In the case of ill-conditioned design matrix in linear regression model, the r - (k, d) class estimator was proposed, including the ordinary least squares (OLS) estimator, the principal component regression (PCR) estimator, and the two-parameter class estimator. In this paper, we opted to evaluate the performance of the r - (k, d) class estimator in comparison to others under the weighted quadratic loss function where the weights are inverse of the variance-covariance matrix of the estimator, also known as the Mahalanobis loss function using the criterion of average loss. Tests verifying the conditions for superiority of the r - (k, d) class estimator have also been proposed. Finally, a simulation study and also an empirical illustration have been done to study the performance of the tests and hence verify the conditions of dominance of the r - (k, d) class estimator over the others under the Mahalanobis loss function in artificially generated data sets and as well as for a real data.
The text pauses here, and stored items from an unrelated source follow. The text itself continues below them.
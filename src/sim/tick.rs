//! Fixed timestep simulation tick
//!
//! Drives the player from intents, steps physics, and resolves the punch.

use super::state::{GameEvent, SandbagPhase, SceneState, launch_distance};
use crate::consts::SETTLE_SPEED;
use crate::input::InputState;
use crate::tuning::Tuning;
use crate::vec2;

/// Advance the scene by one fixed timestep
///
/// Reads intents from `input` and clears the edges it consumes. Anything
/// worth reporting is appended to `events`.
pub fn tick(
    state: &mut SceneState,
    input: &mut InputState,
    tuning: &Tuning,
    dt: f32,
    events: &mut Vec<GameEvent>,
) {
    let intents = input.intents();
    state.time_ticks += 1;

    // Left wins when both directions are held
    state.player.vel.x = if intents.move_left {
        -tuning.walk_speed
    } else if intents.move_right {
        tuning.walk_speed
    } else {
        0.0
    };

    // Grounded comes from the previous step's contacts
    if intents.jump && state.player.is_grounded() {
        state.player.vel.y = -tuning.jump_speed;
        events.push(GameEvent::Jumped);
        log::debug!("Jump at x={:.1}", state.player.pos.x);
    }
    input.consume_jump();

    state.world.step(&mut state.player, &state.platforms, dt);
    state.world.step(&mut state.sandbag, &state.platforms, dt);

    if intents.attack && state.player_overlaps_sandbag() {
        if let Some(origin_x) = state.launch_sandbag(vec2(tuning.launch_velocity)) {
            input.consume_attack();
            events.push(GameEvent::Launched { origin_x });
            log::info!("Attack! Sandbag launched from x={:.1}", origin_x);
        }
    }

    update_settled(state, tuning, events);

    input.end_tick();
}

/// Flag the launched sandbag as settled the first tick it rests on the ground
fn update_settled(state: &mut SceneState, tuning: &Tuning, events: &mut Vec<GameEvent>) {
    let SandbagPhase::Launched { origin_x, settled } = state.sandbag_phase else {
        return;
    };
    if settled {
        return;
    }

    let sandbag = &state.sandbag;
    // A fresh launch has full speed, so this never fires on the punch tick
    if sandbag.vel.x.abs() < SETTLE_SPEED && sandbag.is_grounded() {
        let distance = launch_distance(sandbag.pos.x, origin_x, tuning.pixels_per_unit);
        state.sandbag_phase = SandbagPhase::Launched {
            origin_x,
            settled: true,
        };
        events.push(GameEvent::Settled { distance });
        log::info!("Sandbag settled at {:.1} {}", distance, tuning.readout_unit);
    }
}

#[cfg(test)]
mod tests {
    use super::*;
    use crate::consts::SIM_DT;
    use crate::input::{InputEvent, Key, TouchButton};
    use glam::Vec2;

    fn is_at_rest(vel: Vec2) -> bool {
        vel.x.abs() < SETTLE_SPEED && vel.y == 0.0
    }

    struct Harness {
        state: SceneState,
        input: InputState,
        tuning: Tuning,
        events: Vec<GameEvent>,
    }

    impl Harness {
        fn new() -> Self {
            let tuning = Tuning::default();
            Self {
                state: SceneState::new(&tuning),
                input: InputState::new(tuning.attack_window()),
                tuning,
                events: Vec::new(),
            }
        }

        /// Scene after both bodies have dropped onto the ground and stopped
        fn settled() -> Self {
            let mut h = Self::new();
            h.run(120);
            assert!(h.state.player.is_grounded());
            assert!(h.state.sandbag.is_grounded());
            assert!(is_at_rest(h.state.sandbag.vel));
            h.events.clear();
            h
        }

        fn step(&mut self) {
            tick(
                &mut self.state,
                &mut self.input,
                &self.tuning,
                SIM_DT,
                &mut self.events,
            );
        }

        fn run(&mut self, ticks: usize) {
            for _ in 0..ticks {
                self.step();
            }
        }

        fn press(&mut self, event: InputEvent) {
            self.input.apply(event);
        }

        /// Put the player right next to the sandbag, overlapping it
        fn move_player_into_sandbag(&mut self) {
            self.state.player.pos.x = self.state.sandbag.pos.x - 30.0;
        }

        fn launches(&self) -> usize {
            self.events
                .iter()
                .filter(|e| matches!(e, GameEvent::Launched { .. }))
                .count()
        }
    }

    #[test]
    fn test_idle_scene_comes_to_rest() {
        let h = Harness::settled();
        assert_eq!(h.state.player.bounds().bottom(), 560.0);
        assert_eq!(h.state.sandbag.bounds().bottom(), 560.0);
        assert_eq!(h.state.player.pos.x, 100.0);
        assert_eq!(h.state.sandbag.pos.x, 300.0);
        assert!(!h.state.is_hit());
    }

    #[test]
    fn test_walk_right_moves_by_speed_times_dt() {
        let mut h = Harness::settled();
        h.press(InputEvent::KeyDown(Key::Right));

        let mut last_x = h.state.player.pos.x;
        for _ in 0..30 {
            h.step();
            let x = h.state.player.pos.x;
            assert!((x - last_x - 200.0 * SIM_DT).abs() < 1e-3);
            last_x = x;
        }
    }

    #[test]
    fn test_walk_stops_at_world_bound() {
        let mut h = Harness::settled();
        h.press(InputEvent::ButtonDown(TouchButton::Right));
        h.run(300);
        assert_eq!(h.state.player.pos.x, 784.0);
        assert!(h.state.player.contacts.right);
    }

    #[test]
    fn test_left_wins_over_right() {
        let mut h = Harness::settled();
        h.press(InputEvent::KeyDown(Key::Right));
        h.press(InputEvent::ButtonDown(TouchButton::Left));
        h.step();
        assert_eq!(h.state.player.vel.x, -200.0);
    }

    #[test]
    fn test_release_stops_player() {
        let mut h = Harness::settled();
        h.press(InputEvent::ButtonDown(TouchButton::Left));
        h.step();
        h.press(InputEvent::ButtonLeave(TouchButton::Left));
        h.step();
        assert_eq!(h.state.player.vel.x, 0.0);
    }

    #[test]
    fn test_jump_from_ground() {
        let mut h = Harness::settled();
        h.press(InputEvent::KeyDown(Key::Up));
        h.step();

        let expected = -350.0 + 500.0 * SIM_DT;
        assert!((h.state.player.vel.y - expected).abs() < 1e-3);
        assert!(!h.state.player.is_grounded());
        assert!(!h.input.intents().jump);
        assert_eq!(h.events, vec![GameEvent::Jumped]);
    }

    #[test]
    fn test_no_double_jump() {
        let mut h = Harness::settled();
        h.press(InputEvent::KeyDown(Key::Up));
        h.step();
        h.press(InputEvent::KeyUp(Key::Up));
        h.step();

        let vy_before = h.state.player.vel.y;
        h.press(InputEvent::KeyDown(Key::Up));
        assert!(h.input.intents().jump);
        h.step();

        // Only gravity acted; the airborne press was dropped
        assert!((h.state.player.vel.y - (vy_before + 500.0 * SIM_DT)).abs() < 1e-3);
        assert!(!h.input.intents().jump);
        assert_eq!(h.events, vec![GameEvent::Jumped]);
    }

    #[test]
    fn test_held_jump_does_not_bounce_again() {
        let mut h = Harness::settled();
        h.press(InputEvent::KeyDown(Key::Up));
        h.run(180);
        assert!(h.state.player.is_grounded());
        let jumps = h.events.iter().filter(|e| **e == GameEvent::Jumped).count();
        assert_eq!(jumps, 1);
    }

    #[test]
    fn test_readout_zero_before_hit() {
        let mut h = Harness::settled();
        h.press(InputEvent::KeyDown(Key::Right));
        for _ in 0..90 {
            h.step();
            assert_eq!(h.state.distance(h.tuning.pixels_per_unit), None);
        }
    }

    #[test]
    fn test_walking_into_sandbag_without_attack_does_nothing() {
        let mut h = Harness::settled();
        h.move_player_into_sandbag();
        h.run(10);
        assert!(h.state.player_overlaps_sandbag());
        assert!(!h.state.is_hit());
        assert!(is_at_rest(h.state.sandbag.vel));
    }

    #[test]
    fn test_attack_launches_sandbag() {
        let mut h = Harness::settled();
        h.move_player_into_sandbag();
        h.press(InputEvent::KeyDown(Key::Space));
        h.step();

        assert_eq!(h.state.sandbag.vel, Vec2::new(800.0, -300.0));
        assert_eq!(h.state.origin_x(), Some(h.state.sandbag.pos.x));
        assert_eq!(h.state.origin_x(), Some(300.0));
        assert!(!h.input.intents().attack);
        assert_eq!(h.launches(), 1);
    }

    #[test]
    fn test_attack_from_touch_button() {
        let mut h = Harness::settled();
        h.move_player_into_sandbag();
        h.press(InputEvent::ButtonDown(TouchButton::Attack));
        h.step();
        assert!(h.state.is_hit());
    }

    #[test]
    fn test_sandbag_flies_away_from_origin() {
        let mut h = Harness::settled();
        h.move_player_into_sandbag();
        h.press(InputEvent::KeyDown(Key::Space));
        h.step();
        let origin_x = h.state.origin_x().unwrap();

        let mut last = 0.0;
        for _ in 0..30 {
            h.step();
            let distance = h.state.distance(10.0).unwrap();
            assert!(distance > last);
            assert_eq!(distance, launch_distance(h.state.sandbag.pos.x, origin_x, 10.0));
            last = distance;
        }
        // Drag bleeds horizontal speed
        assert!(h.state.sandbag.vel.x < 800.0);
    }

    #[test]
    fn test_repeat_attack_is_idempotent() {
        let mut h = Harness::settled();
        h.move_player_into_sandbag();
        h.press(InputEvent::KeyDown(Key::Space));
        h.step();
        let origin_x = h.state.origin_x();

        h.press(InputEvent::KeyUp(Key::Space));
        for _ in 0..20 {
            // Keep the player glued to the bag and keep punching
            h.state.player.pos = h.state.sandbag.pos;
            h.press(InputEvent::KeyDown(Key::Space));
            h.step();
            h.press(InputEvent::KeyUp(Key::Space));

            assert!(h.state.player_overlaps_sandbag());
            assert_ne!(h.state.sandbag.vel, Vec2::new(800.0, -300.0));
            assert_eq!(h.state.origin_x(), origin_x);
        }
        assert_eq!(h.launches(), 1);
    }

    #[test]
    fn test_buffered_attack_lands_within_window() {
        let mut h = Harness::settled();
        h.press(InputEvent::KeyDown(Key::Space));
        h.run(2);
        assert!(!h.state.is_hit());

        h.move_player_into_sandbag();
        h.step();
        assert!(h.state.is_hit());
    }

    #[test]
    fn test_stale_attack_does_not_fire_late() {
        let mut h = Harness::settled();
        h.press(InputEvent::KeyDown(Key::Space));
        h.run(10);
        assert!(!h.input.intents().attack);

        h.move_player_into_sandbag();
        h.run(5);
        assert!(!h.state.is_hit());
    }

    #[test]
    fn test_sandbag_eventually_settles_once() {
        let mut h = Harness::settled();
        h.move_player_into_sandbag();
        h.press(InputEvent::KeyDown(Key::Space));
        h.step();

        // Drag of 50 px/s² needs 16 s to cancel 800 px/s
        h.run(60 * 20);

        assert!(h.state.is_settled());
        let settles: Vec<_> = h
            .events
            .iter()
            .filter_map(|e| match e {
                GameEvent::Settled { distance } => Some(*distance),
                _ => None,
            })
            .collect();
        assert_eq!(settles.len(), 1);
        assert!(settles[0] > 0.0);
    }

    #[test]
    fn test_cloned_state_replays_identically() {
        let mut a = Harness::settled();
        a.move_player_into_sandbag();
        let mut b = Harness {
            state: a.state.clone(),
            input: InputState::new(a.tuning.attack_window()),
            tuning: a.tuning.clone(),
            events: Vec::new(),
        };

        for h in [&mut a, &mut b] {
            h.press(InputEvent::KeyDown(Key::Space));
            h.run(240);
        }

        assert_eq!(a.state.sandbag.pos, b.state.sandbag.pos);
        assert_eq!(a.state.sandbag_phase, b.state.sandbag_phase);
        assert_eq!(a.events, b.events);
    }
}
To the best of our knowledge, this study provides stronger evidence of superiority of the r - (k, d) class estimator over the other competing estimators through tests for verifying the conditions of dominance, available in literature on multicollinearity.
Keywords: r - (k, d) class estimator, Principal component estimator, Two-parameter class estimator, Mahalanobis loss function, Risk criterion.
Mathematics Subject Classification: Primary 62J05; Secondary 62J07.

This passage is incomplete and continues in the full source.